Is China the Nemesis in a New Cold War?

Is China the Nemesis in a New Cold War?

Policy Forum Online 06-18A: March 6th, 2006

“Is China the Nemesis in a New Cold War?”

Essay by Emanuel Pastreich

CONTENTS

I. Introduction

II. Essay by Emanuel Pastreich

III. Nautilus invites your responses

I. Introduction

Emanuel Pastreich, visiting scholar at the Center for East Asian Studies, University of Pennsylvania and a Japan Focus associate, writes, “The United States is losing its economic and cultural authority through the lethal mixture of ballooning trade deficits and torture scandals. The danger is that a classic military reflex will be one of the few tools left in the chest at a time when the U.S. needs a far more varied and sophisticated set of responses to negotiate successfully the path ahead.”

The views expressed in this article are those of the author and do not necessarily reflect the official policy or position of the Nautilus Institute. Readers should note that Nautilus seeks a diversity of views and opinions on contentious topics in order to identify common ground.

II. Essay by Emanuel Pastreich

– Is China the Nemesis in a New Cold War?”
by Emanuel Pastreich

There was nothing surprising about Bill Gertz’s inflammatory article in the Feb. 15 Washington Times speculating about “secret underground arms facilities” in China. The drive to paint China as a threat akin to the Soviet Union in the American mind serves those corporate interests that manufacture weapons systems while obscuring the true nature of the predicament in which United States finds itself.

The implied analogy between the Soviet Union of the 1960s and the People’s Republic of China today found in such journalism may serve to prop up an obsolete Cold War security system that refuses to adjust to the true dangers of a globalized world, but it does so by diverting attention from the palpable challenge that China poses for the United States.

The relationship between the United States and the People’s Republic of China today bears a far greater similarity to the bitter rivalry between Great Britain and the United States that played out between 1910 and 1970. That contest, although obscured by contemporary ideology positing Great Britain as America’s closest ally, was not a military conflict, but rather a global struggle over markets, finance, technology and cultural authority. Unfortunately, after winning that contest decisively in the last century, the United States is blithely walking down the same path that England did in the previous century, but at a faster pace.

Great Britain maintained undisputed dominion in the economic, diplomatic and military realms at the start of the twentieth century. Although England had its rivals, the British navy controlled the shipping lanes, the British Sterling served as the universal currency, English culture carried awesome authority, and the sun never set on the Empire.

As Britain’s rival for global domination, the U.S. did not offer military confrontation with Britain, even as it increased the size of its military considerably. Rather, the U.S. calmly set to work in other areas, ultimately supplanting Great Britain as the dominant political, social, and economic world power.

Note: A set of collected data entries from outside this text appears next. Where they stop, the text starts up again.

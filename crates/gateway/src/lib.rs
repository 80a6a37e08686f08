//! Gateway: the HTTP API of the internal assistant.
//!
//! Lifecycle:
//! 1. Load config and connect the optional backends (memory, documents, RAG)
//! 2. Restore saved Microsoft logins for Planner and To-Do
//! 3. Serve the axum router with CORS for the configured origins
//!
//! Domain logic lives in the other crates; handlers here only translate
//! between HTTP and those services.

pub mod chat;
pub mod documents;
pub mod error;
pub mod memory;
pub mod pages;
pub mod project;
pub mod server;
pub mod state;
pub mod todo;

#[cfg(test)]
pub(crate) mod testing;

pub use {
    error::ApiError,
    server::{build_gateway_app, start_gateway},
    state::{GatewayState, SESSION_USER, Services},
};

Great Britain actually helped the U.S. in that process much as the U.S. aids China today. Britain’s ensnarement in two debilitating world wars during the 20th century taxed its resources to the limit and encouraged reliance on the United States for both finance and manufacturing. For example, during the Second World War, it was not that the United States forcibly took control of shipping lanes from England, but rather the U.S. Navy stepped in to protect shipping lanes when the British Navy proved, due to overextension and other commitments, unequal to the task.

It requires no stretch of the imagination to envision a scenario in which the United States concedes its dominant status to China, not because of China’s nuclear arsenal, but rather because the U.S. has unnecessarily mired itself in a global “War on Terror” that, because the term “terror” is so broad in meaning, recognizes no end and promises to harm America’s prosperity, curtail its traditional freedoms, and leave a moral blot on its reputation among the community of nations.

The 20th century also saw the United States increase, gradually but decisively, its control of technology, intellectual capital, and market share. Although Great Britain did not fully appreciate the rise in American sophistication, over time England found itself crucially dependent upon American support. Before the First World War, England was the primary source for capital, controlling over 40 percent of overseas investments. After that war, however, England found itself deeply in debt, mostly to the United States. As a consequence, interest payments soaked up almost 40 percent of British government expenditures thereafter.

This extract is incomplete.